What to produce: Would you transcribe all of the data exactly, down to the last character?

Stored items from a collection:
====================
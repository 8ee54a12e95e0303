//! Per-user session runtime
//!
//! One `SessionRuntime` runs per active user, owning the receive side of
//! that user's event channel. Events are processed strictly in arrival
//! order: resolve context, run the pure transition, apply the state
//! change, then execute effects.

use std::sync::Arc;

use tokio::sync::mpsc;
use tracing::{debug, error, info, warn};

use crate::db::{NewApplication, UserPatch};
use crate::session::SessionStore;
use crate::state_machine::{transition, Choice, Draft, Effect, Event, Language, Next, RenderMode,
    Screen, SessionContext, UserId};
use crate::texts::{self, MenuButton, MenuSpec};

use super::traits::{Storage, Transport};

pub struct SessionRuntime<S, T>
where
    S: Storage + 'static,
    T: Transport + 'static,
{
    user_id: UserId,
    reviewer: UserId,
    /// Cached language; refreshed from storage on `/start` and updated
    /// immediately when the user picks one.
    language: Language,
    /// Transport handle captured from the most recent `/start`.
    handle: Option<String>,
    sessions: SessionStore,
    storage: S,
    transport: Arc<T>,
    event_rx: mpsc::Receiver<Event>,
}

impl<S, T> SessionRuntime<S, T>
where
    S: Storage + 'static,
    T: Transport + 'static,
{
    pub fn new(
        user_id: UserId,
        reviewer: UserId,
        sessions: SessionStore,
        storage: S,
        transport: Arc<T>,
        event_rx: mpsc::Receiver<Event>,
    ) -> Self {
        Self {
            user_id,
            reviewer,
            language: Language::default(),
            handle: None,
            sessions,
            storage,
            transport,
            event_rx,
        }
    }

    /// Drain events until every sender is dropped.
    pub async fn run(mut self) {
        while let Some(event) = self.event_rx.recv().await {
            if let Err(e) = self.process_event(event).await {
                error!(user_id = self.user_id, error = %e, "event processing failed");
            }
        }
        debug!(user_id = self.user_id, "session runtime stopped");
    }

    pub(crate) async fn process_event(&mut self, event: Event) -> Result<(), String> {
        let mut known_user = true;
        if let Event::Start { handle } = &event {
            if handle.is_some() {
                self.handle = handle.clone();
            }
            match self.storage.get_user(self.user_id).await? {
                Some(user) => self.language = user.language,
                None => known_user = false,
            }
        }

        let (state, draft) = match self.sessions.get(self.user_id) {
            Some(entry) => (Some(entry.state), entry.draft),
            None => (None, Draft::default()),
        };
        let ctx = SessionContext {
            user_id: self.user_id,
            handle: self.handle.clone(),
            language: self.language,
            known_user,
            is_reviewer: self.user_id == self.reviewer,
        };

        let result = match transition(state, &draft, &ctx, &event) {
            Ok(result) => result,
            Err(e) => {
                // Out-of-flow input (stale menu taps, stray text) is
                // dropped rather than surfaced as an error.
                debug!(user_id = self.user_id, %e, "ignoring event");
                return Ok(());
            }
        };

        match result.next {
            Next::Stay => {
                if let Some(state) = state {
                    self.sessions.set(self.user_id, state, result.draft.clone());
                }
            }
            Next::Goto(next) => self.sessions.set(self.user_id, next, result.draft.clone()),
            Next::Clear => self.sessions.clear(self.user_id),
        }

        for effect in result.effects {
            self.execute_effect(effect, &result.draft).await?;
        }
        Ok(())
    }

    async fn execute_effect(&mut self, effect: Effect, draft: &Draft) -> Result<(), String> {
        match effect {
            Effect::Show { screen, mode } => self.show(&screen, mode).await,
            Effect::RegisterUser => {
                let patch = UserPatch {
                    handle: self.handle.clone(),
                    ..UserPatch::default()
                };
                self.storage.upsert_user(self.user_id, &patch).await
            }
            Effect::SaveLanguage { language } => {
                self.language = language;
                self.storage
                    .upsert_user(self.user_id, &UserPatch::language(language))
                    .await
            }
            Effect::SaveName { name } => {
                self.storage
                    .upsert_user(self.user_id, &UserPatch::name(name))
                    .await
            }
            Effect::Finalize { phone } => self.finalize(draft, phone).await,
            Effect::ShowApplications => {
                let apps = self.storage.list_applications().await?;
                let text = texts::application_list(self.language, &apps);
                let back = MenuButton::choice(texts::back_label(self.language), Choice::ReviewPanel);
                self.transport
                    .edit_menu(self.user_id, &text, &[back])
                    .await
            }
        }
    }

    async fn show(&self, screen: &Screen, mode: RenderMode) -> Result<(), String> {
        let rendered = texts::render(screen, self.language);
        match (mode, rendered.menu) {
            (RenderMode::Send, MenuSpec::None) => {
                self.transport.send_text(self.user_id, &rendered.text).await
            }
            (RenderMode::Send, MenuSpec::Inline(buttons)) => {
                self.transport
                    .send_menu(self.user_id, &rendered.text, &buttons)
                    .await
            }
            (RenderMode::Send, MenuSpec::Contact { button }) => {
                self.transport
                    .request_contact(self.user_id, &rendered.text, &button)
                    .await
            }
            (RenderMode::Send, MenuSpec::RemoveInput) => {
                self.transport.remove_input(self.user_id, &rendered.text).await
            }
            (RenderMode::EditInPlace, MenuSpec::Inline(buttons)) => {
                self.transport
                    .edit_menu(self.user_id, &rendered.text, &buttons)
                    .await
            }
            // Editing onto a screen without an inline menu just drops
            // the previous buttons.
            (RenderMode::EditInPlace, _) => {
                self.transport
                    .edit_menu(self.user_id, &rendered.text, &[])
                    .await
            }
        }
    }

    /// Record the phone, persist the application, confirm, and notify
    /// the reviewer. The session entry is already cleared; failures here
    /// change messaging, not flow.
    async fn finalize(&mut self, draft: &Draft, phone: String) -> Result<(), String> {
        if let Err(e) = self
            .storage
            .upsert_user(self.user_id, &UserPatch::phone(phone.clone()))
            .await
        {
            error!(user_id = self.user_id, error = %e, "failed to record phone");
            return self.show(&Screen::PersistFailed, RenderMode::Send).await;
        }

        let app = match build_application(draft) {
            Some(app) => app,
            None => {
                error!(user_id = self.user_id, "draft incomplete at finalize");
                return self.show(&Screen::PersistFailed, RenderMode::Send).await;
            }
        };

        let app_id = match self.storage.insert_application(self.user_id, &app).await {
            Ok(id) => id,
            Err(e) => {
                error!(user_id = self.user_id, error = %e, "failed to persist application");
                return self.show(&Screen::PersistFailed, RenderMode::Send).await;
            }
        };
        info!(user_id = self.user_id, app_id, "application persisted");

        self.show(&Screen::ContactAccepted, RenderMode::Send).await?;
        self.show(&Screen::Finished, RenderMode::Send).await?;
        if crate::state_machine::rules::advisory_applies(&app.amount) {
            self.show(&Screen::LargeAmountAdvisory, RenderMode::Send)
                .await?;
        }

        let full_name = self
            .storage
            .get_user(self.user_id)
            .await?
            .and_then(|u| u.full_name)
            .unwrap_or_else(|| "-".to_string());
        let summary = texts::review_notification(
            self.language,
            &full_name,
            &phone,
            app.financing,
            &app.amount,
            app.applicant,
            app.collateral,
            &app.collateral_details,
        );
        // A dead reviewer channel must not break the applicant's flow.
        if let Err(e) = self.transport.direct_message(self.reviewer, &summary).await {
            warn!(reviewer = self.reviewer, error = %e, "reviewer notification failed");
        }
        Ok(())
    }
}

fn build_application(draft: &Draft) -> Option<NewApplication> {
    Some(NewApplication {
        financing: draft.financing?,
        amount: draft.amount.clone()?,
        applicant: draft.applicant?,
        collateral: draft.collateral?,
        collateral_details: draft.collateral_details.clone()?,
    })
}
====================
Completed task:
repository 8ee54a12e95e0303
//! Per-user session runtime
//!
//! One `SessionRuntime` runs per active user, owning the receive side of
//! that user's event channel. Events are processed strictly in arrival
//! order: resolve context, run the pure transition, apply the state
//! change, then execute effects.

use std::sync::Arc;

use tokio::sync::mpsc;
use tracing::{debug, error, info, warn};

use crate::db::{NewApplication, UserPatch};
use crate::session::SessionStore;
use crate::state_machine::{transition, Choice, Draft, Effect, Event, Language, Next, RenderMode,
    Screen, SessionContext, UserId};
use crate::texts::{self, MenuButton, MenuSpec};

use super::traits::{Storage, Transport};

pub struct SessionRuntime<S, T>
where
    S: Storage + 'static,
    T: Transport + 'static,
{
    user_id: UserId,
    reviewer: UserId,
    /// Cached language; refreshed from storage on `/start` and updated
    /// immediately when the user picks one.
    language: Language,
    /// Transport handle captured from the most recent `/start`.
    handle: Option<String>,
    sessions: SessionStore,
    storage: S,
    transport: Arc<T>,
    event_rx: mpsc::Receiver<Event>,
}

impl<S, T> SessionRuntime<S, T>
where
    S: Storage + 'static,
    T: Transport + 'static,
{
    pub fn new(
        user_id: UserId,
        reviewer: UserId,
        sessions: SessionStore,
        storage: S,
        transport: Arc<T>,
        event_rx: mpsc::Receiver<Event>,
    ) -> Self {
        Self {
            user_id,
            reviewer,
            language: Language::default(),
            handle: None,
            sessions,
            storage,
            transport,
            event_rx,
        }
    }

    /// Drain events until every sender is dropped.
    pub async fn run(mut self) {
        while let Some(event) = self.event_rx.recv().await {
            if let Err(e) = self.process_event(event).await {
                error!(user_id = self.user_id, error = %e, "event processing failed");
            }
        }
        debug!(user_id = self.user_id, "session runtime stopped");
    }

    pub(crate) async fn process_event(&mut self, event: Event) -> Result<(), String> {
        let mut known_user = true;
        if let Event::Start { handle } = &event {
            if handle.is_some() {
                self.handle = handle.clone();
            }
            match self.storage.get_user(self.user_id).await? {
                Some(user) => self.language = user.language,
                None => known_user = false,
            }
        }

        let (state, draft) = match self.sessions.get(self.user_id) {
            Some(entry) => (Some(entry.state), entry.draft),
            None => (None, Draft::default()),
        };
        let ctx = SessionContext {
            user_id: self.user_id,
            handle: self.handle.clone(),
            language: self.language,
            known_user,
            is_reviewer: self.user_id == self.reviewer,
        };

        let result = match transition(state, &draft, &ctx, &event) {
            Ok(result) => result,
            Err(e) => {
                // Out-of-flow input (stale menu taps, stray text) is
                // dropped rather than surfaced as an error.
                debug!(user_id = self.user_id, %e, "ignoring event");
                return Ok(());
            }
        };

        match result.next {
            Next::Stay => {
                if let Some(state) = state {
                    self.sessions.set(self.user_id, state, result.draft.clone());
                }
            }
            Next::Goto(next) => self.sessions.set(self.user_id, next, result.draft.clone()),
            Next::Clear => self.sessions.clear(self.user_id),
        }

        for effect in result.effects {
            self.execute_effect(effect, &result.draft).await?;
        }
        Ok(())
    }

    async fn execute_effect(&mut self, effect: Effect, draft: &Draft) -> Result<(), String> {
        match effect {
            Effect::Show { screen, mode } => self.show(&screen, mode).await,
            Effect::RegisterUser => {
                let patch = UserPatch {
                    handle: self.handle.clone(),
                    ..UserPatch::default()
                };
                self.storage.upsert_user(self.user_id, &patch).await
            }
            Effect::SaveLanguage { language } => {
                self.language = language;
                self.storage
                    .upsert_user(self.user_id, &UserPatch::language(language))
                    .await
            }
            Effect::SaveName { name } => {
                self.storage
                    .upsert_user(self.user_id, &UserPatch::name(name))
                    .await
            }
            Effect::Finalize { phone } => self.finalize(draft, phone).await,
            Effect::ShowApplications => {
                let apps = self.storage.list_applications().await?;
                let text = texts::application_list(self.language, &apps);
                let back = MenuButton::choice(texts::back_label(self.language), Choice::ReviewPanel);
                self.transport
                    .edit_menu(self.user_id, &text, &[back])
                    .await
            }
        }
    }

    async fn show(&self, screen: &Screen, mode: RenderMode) -> Result<(), String> {
        let rendered = texts::render(screen, self.language);
        match (mode, rendered.menu) {
            (RenderMode::Send, MenuSpec::None) => {
                self.transport.send_text(self.user_id, &rendered.text).await
            }
            (RenderMode::Send, MenuSpec::Inline(buttons)) => {
                self.transport
                    .send_menu(self.user_id, &rendered.text, &buttons)
                    .await
            }
            (RenderMode::Send, MenuSpec::Contact { button }) => {
                self.transport
                    .request_contact(self.user_id, &rendered.text, &button)
                    .await
            }
            (RenderMode::Send, MenuSpec::RemoveInput) => {
                self.transport.remove_input(self.user_id, &rendered.text).await
            }
            (RenderMode::EditInPlace, MenuSpec::Inline(buttons)) => {
                self.transport
                    .edit_menu(self.user_id, &rendered.text, &buttons)
                    .await
            }
            // Editing onto a screen without an inline menu just drops
            // the previous buttons.
            (RenderMode::EditInPlace, _) => {
                self.transport
                    .edit_menu(self.user_id, &rendered.text, &[])
                    .await
            }
        }
    }

    /// Record the phone, persist the application, confirm, and notify
    /// the reviewer. The session entry is already cleared; failures here
    /// change messaging, not flow.
    async fn finalize(&mut self, draft: &Draft, phone: String) -> Result<(), String> {
        if let Err(e) = self
            .storage
            .upsert_user(self.user_id, &UserPatch::phone(phone.clone()))
            .await
        {
            error!(user_id = self.user_id, error = %e, "failed to record phone");
            return self.show(&Screen::PersistFailed, RenderMode::Send).await;
        }

        let app = match build_application(draft) {
            Some(app) => app,
            None => {
                error!(user_id = self.user_id, "draft incomplete at finalize");
                return self.show(&Screen::PersistFailed, RenderMode::Send).await;
            }
        };

        let app_id = match self.storage.insert_application(self.user_id, &app).await {
            Ok(id) => id,
            Err(e) => {
                error!(user_id = self.user_id, error = %e, "failed to persist application");
                return self.show(&Screen::PersistFailed, RenderMode::Send).await;
            }
        };
        info!(user_id = self.user_id, app_id, "application persisted");

        self.show(&Screen::ContactAccepted, RenderMode::Send).await?;
        self.show(&Screen::Finished, RenderMode::Send).await?;
        if crate::state_machine::rules::advisory_applies(&app.amount) {
            self.show(&Screen::LargeAmountAdvisory, RenderMode::Send)
                .await?;
        }

        let full_name = self
            .storage
            .get_user(self.user_id)
            .await?
            .and_then(|u| u.full_name)
            .unwrap_or_else(|| "-".to_string());
        let summary = texts::review_notification(
            self.language,
            &full_name,
            &phone,
            app.financing,
            &app.amount,
            app.applicant,
            app.collateral,
            &app.collateral_details,
        );
        // A dead reviewer channel must not break the applicant's flow.
        if let Err(e) = self.transport.direct_message(self.reviewer, &summary).await {
            warn!(reviewer = self.reviewer, error = %e, "reviewer notification failed");
        }
        Ok(())
    }
}

fn build_application(draft: &Draft) -> Option<NewApplication> {
    Some(NewApplication {
        financing: draft.financing?,
        amount: draft.amount.clone()?,
        applicant: draft.applicant?,
        collateral: draft.collateral?,
        collateral_details: draft.collateral_details.clone()?,
    })
}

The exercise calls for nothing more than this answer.